Abstract: The growth of domain-specific hardware devices, such as low- and mixed-precision Matrix-Multiply Accumulate (MMA) accelerators (for example Tensor Processing Units and Tensor Cores), motivates several strands of research in scientific computing. First, algorithm designers aim to benefit from the speedup these hardware devices make possible by adapting algorithms, or parts of them, to run in low or mixed precisions. Second, we need to understand the low level details of how the devices implement floating-point arithmetic and to what extent they satisfy floating-point arithmetic standards. Third, new rounding error analysis is being developed to further support the task of finding the best ways to use the accelerators in order to maximize the accuracy of the results. This minisymposium gathers researchers in scientific computing, numerical analysis, and the standardization and testing of floating-point arithmetics to report the latest research on applying and understanding the MMA hardware.

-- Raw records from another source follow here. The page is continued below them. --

use std::collections::BTreeSet;
use std::path::{Path, PathBuf};

use crate::models::{Lockfile, LockfileKind, Manifest, ManifestKind};
use crate::subproject::{DependencySource, Subproject};

use super::{file_name_is, parent_dir};

const BUILD_FILENAMES: [&str; 2] = ["build.gradle", "build.gradle.kts"];
const SETTINGS_FILENAMES: [&str; 2] = ["settings.gradle", "settings.gradle.kts"];
const LOCKFILE_FILENAME: &str = "gradle.lockfile";

/// Gradle project roots, found from `gradle.lockfile`, `settings.gradle` or a
/// lone `build.gradle`.
///
/// A build file below an already recognized root is treated as a module of
/// that project. Roots must hold their lockfile/settings/build file directly;
/// `include` customisations of the project layout are not followed.
#[derive(Debug, Clone, Copy, Default, PartialEq, Eq)]
pub struct GradleMatcher;

fn is_build_file(path: &Path) -> bool {
    BUILD_FILENAMES.iter().any(|name| file_name_is(path, name))
}

fn is_settings_file(path: &Path) -> bool {
    SETTINGS_FILENAMES.iter().any(|name| file_name_is(path, name))
}

fn first_candidate(
    dir: &Path,
    names: &[&str],
    candidates: &BTreeSet<PathBuf>,
) -> Option<PathBuf> {
    names
        .iter()
        .map(|name| dir.join(name))
        .find(|path| candidates.contains(path))
}

impl GradleMatcher {
    pub fn is_match(&self, path: &Path) -> bool {
        is_build_file(path) || is_settings_file(path) || file_name_is(path, LOCKFILE_FILENAME)
    }

    pub fn make_subprojects(
        &self,
        candidates: &BTreeSet<PathBuf>,
    ) -> (Vec<Subproject>, BTreeSet<PathBuf>) {
        let mut subprojects = Vec::new();
        let mut roots: BTreeSet<PathBuf> = BTreeSet::new();
        let mut used_settings: BTreeSet<PathBuf> = BTreeSet::new();
        let mut used_build: BTreeSet<PathBuf> = BTreeSet::new();
        let mut lockfiles: BTreeSet<PathBuf> = BTreeSet::new();

        for lockfile_path in candidates.iter().filter(|p| file_name_is(p, LOCKFILE_FILENAME)) {
            let root = parent_dir(lockfile_path);
            let build = first_candidate(&root, &BUILD_FILENAMES, candidates);
            let settings = first_candidate(&root, &SETTINGS_FILENAMES, candidates);

            // build.gradle is the closer thing to a manifest; a settings file
            // paired with a lockfile is reported as a build file too.
            let manifest = build
                .clone()
                .or_else(|| settings.clone())
                .map(|path| Manifest::new(ManifestKind::BuildGradle, path));

            used_build.extend(build);
            used_settings.extend(settings);
            lockfiles.insert(lockfile_path.clone());
            roots.insert(root.clone());

            let lockfile = Lockfile::new(LockfileKind::GradleLockfile, lockfile_path);
            subprojects.push(Subproject::new(
                root,
                DependencySource::from_pair(manifest, lockfile),
            ));
        }

        // A settings file always marks the root of a (multi-project) build.
        for settings_path in candidates.iter().filter(|p| is_settings_file(p)) {
            if used_settings.contains(settings_path) {
                continue;
            }
            let root = parent_dir(settings_path);
            let manifest = match first_candidate(&root, &BUILD_FILENAMES, candidates) {
                Some(build) => {
                    used_build.insert(build.clone());
                    Manifest::new(ManifestKind::BuildGradle, build)
                }
                None => Manifest::new(ManifestKind::SettingsGradle, settings_path),
            };
            used_settings.insert(settings_path.clone());
            roots.insert(root.clone());
            subprojects.push(Subproject::new(root, DependencySource::ManifestOnly(manifest)));
        }

        // Shallow build files first, so nested modules see their parent root.
        let mut build_files: Vec<&PathBuf> =
            candidates.iter().filter(|p| is_build_file(p)).collect();
        build_files.sort_by_key(|p| p.components().count());

        for build_path in build_files {
            if used_build.contains(build_path) {
                continue;
            }
            if build_path.ancestors().skip(1).any(|dir| roots.contains(dir)) {
                continue;
            }
            let root = parent_dir(build_path);
            roots.insert(root.clone());
            used_build.insert(build_path.clone());
            subprojects.push(Subproject::new(
                root,
                DependencySource::ManifestOnly(Manifest::new(ManifestKind::BuildGradle, build_path)),
            ));
        }

        let consumed = lockfiles
            .into_iter()
            .chain(used_settings)
            .chain(used_build)
            .collect();
        (subprojects, consumed)
    }
}

#[cfg(test)]
mod tests {
    use super::*;

    fn set(paths: &[&str]) -> BTreeSet<PathBuf> {
        paths.iter().map(PathBuf::from).collect()
    }

    #[test]
    fn test_lockfile_prefers_build_file_as_manifest() {
        let candidates = set(&[
            "/g/gradle.lockfile",
            "/g/build.gradle",
            "/g/settings.gradle",
        ]);
        let (subprojects, consumed) = GradleMatcher.make_subprojects(&candidates);
        assert_eq!(subprojects.len(), 1);
        match &subprojects[0].dependency_source {
            DependencySource::ManifestAndLockfile(manifest, _) => {
                assert_eq!(manifest.path, PathBuf::from("/g/build.gradle"));
                assert_eq!(manifest.kind, ManifestKind::BuildGradle);
            }
            other => panic!("unexpected source {other:?}"),
        }
        assert_eq!(consumed, candidates);
    }

    #[test]
    fn test_settings_without_build_file() {
        let candidates = set(&["/g/settings.gradle.kts"]);
        let (subprojects, _) = GradleMatcher.make_subprojects(&candidates);
        assert_eq!(
            subprojects[0].dependency_source,
            DependencySource::ManifestOnly(Manifest::new(
                ManifestKind::SettingsGradle,
                "/g/settings.gradle.kts"
            ))
        );
    }

    #[test]
    fn test_nested_build_files_belong_to_enclosing_root() {
        let candidates = set(&[
            "/g/settings.gradle",
            "/g/app/build.gradle",
            "/g/lib/build.gradle.kts",
            "/other/build.gradle",
            "/other/sub/build.gradle",
        ]);
        let (subprojects, consumed) = GradleMatcher.make_subprojects(&candidates);

        let roots: Vec<PathBuf> = subprojects.iter().map(|s| s.root_dir.clone()).collect();
        assert_eq!(roots, vec![PathBuf::from("/g"), PathBuf::from("/other")]);
        assert!(!consumed.contains(Path::new("/g/app/build.gradle")));
        assert!(!consumed.contains(Path::new("/other/sub/build.gradle")));
        assert!(consumed.contains(Path::new("/other/build.gradle")));
    }
}
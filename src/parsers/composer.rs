use std::collections::{BTreeMap, HashMap, HashSet};
use std::path::Path;

use serde::Deserialize;
use serde_json::Value;

use crate::error::ParseError;
use crate::models::{DependencyChild, Ecosystem, FoundDependency, LockfileKind};

use super::{merge, parse_lockfile, read_direct_names, transitivity, DirectNames, ParserOutput};

#[derive(Debug, Deserialize)]
struct ComposerLock {
    #[serde(default)]
    packages: Vec<ComposerPackage>,
    #[serde(default, rename = "packages-dev")]
    packages_dev: Vec<ComposerPackage>,
}

#[derive(Debug, Deserialize)]
struct ComposerPackage {
    name: String,
    version: String,
    #[serde(default)]
    require: BTreeMap<String, Value>,
}

/// Platform requirements, not installable packages.
fn is_platform(name: &str) -> bool {
    name == "php" || name.starts_with("ext-") || name.starts_with("lib-")
}

/// Parse `composer.lock`. Direct dependencies come from the `require` and
/// `require-dev` sections of `composer.json`.
pub fn parse(lockfile: &Path, manifest: Option<&Path>) -> ParserOutput {
    let (direct, manifest_errors) =
        read_direct_names(LockfileKind::ComposerLock, manifest, parse_manifest);
    let output = parse_lockfile(LockfileKind::ComposerLock, lockfile, |content| {
        parse_content(content, &direct)
    });
    merge(output, manifest_errors)
}

fn parse_manifest(content: &str) -> Result<HashSet<String>, ParseError> {
    let json: Value = serde_json::from_str(content)?;
    let mut names = HashSet::new();
    for section in ["require", "require-dev"] {
        if let Some(require) = json.get(section).and_then(|v| v.as_object()) {
            names.extend(require.keys().filter(|n| !is_platform(n)).cloned());
        }
    }
    Ok(names)
}

fn parse_content(content: &str, direct: &DirectNames) -> Result<Vec<FoundDependency>, ParseError> {
    let lock: ComposerLock = serde_json::from_str(content)?;
    let packages: Vec<ComposerPackage> = lock
        .packages
        .into_iter()
        .chain(lock.packages_dev)
        .collect();
    let versions: HashMap<&str, &str> = packages
        .iter()
        .map(|p| (p.name.as_str(), p.version.as_str()))
        .collect();

    let deps = packages
        .iter()
        .map(|p| {
            let children = p
                .require
                .keys()
                .filter(|name| !is_platform(name))
                .filter_map(|name| {
                    versions
                        .get(name.as_str())
                        .map(|version| DependencyChild::new(name.clone(), *version))
                })
                .collect();
            FoundDependency::new(
                p.name.clone(),
                p.version.clone(),
                Ecosystem::Composer,
                transitivity(direct, &p.name),
            )
            .with_children(children)
        })
        .collect();
    Ok(deps)
}

#[cfg(test)]
mod tests {
    use super::*;
    use crate::models::Transitivity;
    use crate::parsers::testing::file_with;

    const LOCK: &str = r#"{
  "packages": [
    { "name": "monolog/monolog", "version": "3.5.0",
      "require": { "php": ">=8.1", "psr/log": "^2.0 || ^3.0" } },
    { "name": "psr/log", "version": "3.0.0", "require": { "php": ">=8.0.0" } }
  ],
  "packages-dev": [
    { "name": "phpunit/phpunit", "version": "10.5.0" }
  ]
}"#;

    #[test]
    fn test_parse_composer_lock_with_manifest() {
        let lock = file_with(LOCK);
        let manifest = file_with(
            r#"{ "require": { "php": "^8.1", "monolog/monolog": "^3.0" },
                 "require-dev": { "phpunit/phpunit": "^10" } }"#,
        );
        let (deps, errors) = parse(lock.path(), Some(manifest.path()));
        assert!(errors.is_empty());
        assert_eq!(deps.len(), 3);
        assert_eq!(deps[0].transitivity, Transitivity::Direct);
        assert_eq!(
            deps[0].children,
            Some(vec![DependencyChild::new("psr/log", "3.0.0")])
        );
        assert_eq!(deps[1].transitivity, Transitivity::Transitive);
        assert_eq!(deps[2].transitivity, Transitivity::Direct);
    }

    #[test]
    fn test_broken_manifest_keeps_lockfile_results() {
        let lock = file_with(LOCK);
        let manifest = file_with("{ not json");
        let (deps, errors) = parse(lock.path(), Some(manifest.path()));
        assert_eq!(deps.len(), 3);
        assert!(deps.iter().all(|d| d.transitivity == Transitivity::Unknown));
        assert_eq!(errors.len(), 1);
        assert_eq!(errors[0].path, manifest.path());
    }
}
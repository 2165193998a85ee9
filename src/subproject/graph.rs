//! The resolved dependency graph of one subproject.
//!
//! Records are indexed by their `(package, version)` key. A key can hold
//! several records when the same package/version is declared in more than
//! one place of a lockfile; children refer to keys, never to records.

use std::collections::{BTreeMap, HashMap, HashSet};
use std::fmt;
use std::path::PathBuf;

use tracing::debug;

use crate::models::{DependencyChild, FoundDependency, Transitivity};

#[derive(Debug, Clone, Default, PartialEq)]
pub struct ResolvedDependencies {
    by_key: BTreeMap<DependencyChild, Vec<FoundDependency>>,
}

impl ResolvedDependencies {
    pub fn from_found_dependencies(found: Vec<FoundDependency>) -> Self {
        let mut by_key: BTreeMap<DependencyChild, Vec<FoundDependency>> = BTreeMap::new();
        for dep in found {
            by_key.entry(dep.key()).or_default().push(dep);
        }
        Self { by_key }
    }

    /// All records, grouped by key.
    pub fn iter(&self) -> impl Iterator<Item = &FoundDependency> {
        self.by_key.values().flatten()
    }

    pub fn get(&self, key: &DependencyChild) -> Option<&[FoundDependency]> {
        self.by_key.get(key).map(Vec::as_slice)
    }

    pub fn count(&self) -> usize {
        self.by_key.values().map(Vec::len).sum()
    }

    pub fn is_empty(&self) -> bool {
        self.by_key.is_empty()
    }

    /// Group records by the lockfile they came from. Records without a known
    /// lockfile are returned separately.
    pub fn by_lockfile_path(&self) -> (HashMap<PathBuf, Vec<&FoundDependency>>, Vec<&FoundDependency>) {
        let mut by_path: HashMap<PathBuf, Vec<&FoundDependency>> = HashMap::new();
        let mut unknown = Vec::new();
        for dep in self.iter() {
            match &dep.lockfile_path {
                Some(path) => by_path.entry(path.clone()).or_default().push(dep),
                None => unknown.push(dep),
            }
        }
        (by_path, unknown)
    }

    /// Depth-first walk from every direct dependency.
    ///
    /// Each direct dependency starts with a fresh visited set; a key seen
    /// again inside that walk is emitted once more as `already_shown` and not
    /// expanded. When a child key has several records the first one is used.
    pub fn tree(&self) -> DependencyTree<'_> {
        let mut tree = DependencyTree::default();
        let mut reached: HashSet<DependencyChild> = HashSet::new();

        for direct in self.iter().filter(|d| d.transitivity == Transitivity::Direct) {
            let mut visited = HashSet::new();
            self.walk(direct, 0, &mut visited, &mut tree.entries);
            reached.extend(visited);
        }

        for (key, deps) in &self.by_key {
            if reached.contains(key) {
                continue;
            }
            for dep in deps {
                match dep.transitivity {
                    Transitivity::Transitive => tree.other_transitive.push(dep),
                    Transitivity::Unknown => tree.other_unknown.push(dep),
                    Transitivity::Direct => {}
                }
            }
        }
        tree
    }

    fn walk<'a>(
        &'a self,
        dep: &'a FoundDependency,
        depth: usize,
        visited: &mut HashSet<DependencyChild>,
        out: &mut Vec<TreeEntry<'a>>,
    ) {
        let key = dep.key();
        if !visited.insert(key) {
            out.push(TreeEntry {
                dependency: dep,
                depth,
                already_shown: true,
            });
            return;
        }
        out.push(TreeEntry {
            dependency: dep,
            depth,
            already_shown: false,
        });

        for child in dep.children.iter().flatten() {
            match self.by_key.get(child).and_then(|deps| deps.first()) {
                Some(child_dep) => self.walk(child_dep, depth + 1, visited, out),
                None => debug!("Child {} of {} is not in the graph", child, dep.key()),
            }
        }
    }
}

/// One line of a [`DependencyTree`].
#[derive(Debug, Clone, Copy, PartialEq)]
pub struct TreeEntry<'a> {
    pub dependency: &'a FoundDependency,
    pub depth: usize,
    pub already_shown: bool,
}

/// Output of [`ResolvedDependencies::tree`].
#[derive(Debug, Default)]
pub struct DependencyTree<'a> {
    pub entries: Vec<TreeEntry<'a>>,
    pub other_transitive: Vec<&'a FoundDependency>,
    pub other_unknown: Vec<&'a FoundDependency>,
}

impl fmt::Display for DependencyTree<'_> {
    fn fmt(&self, f: &mut fmt::Formatter<'_>) -> fmt::Result {
        writeln!(f, "Direct dependencies (plus children if available)")?;
        for entry in &self.entries {
            let indent = "  ".repeat(entry.depth);
            writeln!(f, "{}- {}", indent, entry.dependency.key())?;
            if entry.already_shown {
                writeln!(f, "{}   (previously shown)", indent)?;
            }
        }
        writeln!(f, "Other transitive dependencies:")?;
        for dep in &self.other_transitive {
            writeln!(f, "- {}", dep.key())?;
        }
        writeln!(f, "Other dependencies of unknown transitivity:")?;
        for dep in &self.other_unknown {
            writeln!(f, "- {}", dep.key())?;
        }
        Ok(())
    }
}

#[cfg(test)]
mod tests {
    use super::*;
    use crate::models::Ecosystem;
    use std::path::Path;

    fn dep(name: &str, version: &str, t: Transitivity) -> FoundDependency {
        FoundDependency::new(name, version, Ecosystem::Npm, t)
    }

    fn key(name: &str, version: &str) -> DependencyChild {
        DependencyChild::new(name, version)
    }

    #[test]
    fn test_duplicates_are_preserved() {
        let graph = ResolvedDependencies::from_found_dependencies(vec![
            dep("a", "1", Transitivity::Direct).with_line(3),
            dep("a", "1", Transitivity::Direct).with_line(9),
            dep("b", "2", Transitivity::Transitive),
        ]);
        assert_eq!(graph.count(), 3);
        assert_eq!(graph.get(&key("a", "1")).map(<[_]>::len), Some(2));
    }

    #[test]
    fn test_group_by_lockfile_path() {
        let lock = Path::new("/repo/package-lock.json");
        let graph = ResolvedDependencies::from_found_dependencies(vec![
            dep("a", "1", Transitivity::Direct).with_lockfile(lock),
            dep("b", "1", Transitivity::Direct).with_lockfile(lock),
            dep("c", "1", Transitivity::Unknown),
        ]);
        let (by_path, unknown) = graph.by_lockfile_path();
        assert_eq!(by_path[lock].len(), 2);
        assert_eq!(unknown.len(), 1);
        assert_eq!(unknown[0].package, "c");
    }

    #[test]
    fn test_cycle_is_walked_once() {
        let graph = ResolvedDependencies::from_found_dependencies(vec![
            dep("a", "1", Transitivity::Direct).with_children(vec![key("b", "1")]),
            dep("b", "1", Transitivity::Transitive).with_children(vec![key("a", "1")]),
        ]);
        let tree = graph.tree();

        let lines: Vec<(String, usize, bool)> = tree
            .entries
            .iter()
            .map(|e| (e.dependency.key().to_string(), e.depth, e.already_shown))
            .collect();
        assert_eq!(
            lines,
            vec![
                ("a@1".to_string(), 0, false),
                ("b@1".to_string(), 1, false),
                ("a@1".to_string(), 2, true),
            ]
        );
        let expanded_a = tree
            .entries
            .iter()
            .filter(|e| e.dependency.package == "a" && !e.already_shown)
            .count();
        assert_eq!(expanded_a, 1);
        assert!(tree.other_transitive.is_empty());

        let rendered = tree.to_string();
        assert!(rendered.contains("(previously shown)"));
    }

    #[test]
    fn test_unreached_keys_are_partitioned() {
        let graph = ResolvedDependencies::from_found_dependencies(vec![
            dep("root", "1", Transitivity::Direct).with_children(vec![key("used", "1")]),
            dep("used", "1", Transitivity::Transitive),
            dep("orphan", "1", Transitivity::Transitive),
            dep("mystery", "0.1", Transitivity::Unknown),
        ]);
        let tree = graph.tree();
        assert_eq!(tree.entries.len(), 2);
        assert_eq!(tree.other_transitive.len(), 1);
        assert_eq!(tree.other_transitive[0].package, "orphan");
        assert_eq!(tree.other_unknown.len(), 1);
        assert_eq!(tree.other_unknown[0].package, "mystery");
    }

    #[test]
    fn test_missing_child_is_skipped() {
        let graph = ResolvedDependencies::from_found_dependencies(vec![
            dep("a", "1", Transitivity::Direct).with_children(vec![key("ghost", "9")]),
        ]);
        let tree = graph.tree();
        assert_eq!(tree.entries.len(), 1);
    }
}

Numerical Behavior of GPU Matrix Multiply-Accumulate Hardware. Massimiliano Fasi, Örebro University, Sweden; Nicholas J. Higham, Mantas Mikaitis, and Srikara Pranesh, The University of Manchester, United Kingdom; Florent Lopez, ANSYS, Inc., U.S.; Theo Mary, Sorbonne Universités and CNRS, France. Abstract.
Mixed Precision in Linear Algebra. Jack J. Dongarra, University of Tennessee and Oak Ridge National Laboratory, U.S.
Challenges of Mixed-Precision Fast Fourier Transforms from the Instruction Level to at Scale Computations. Lukasz Ligowski, NVIDIA, U.S. Abstract.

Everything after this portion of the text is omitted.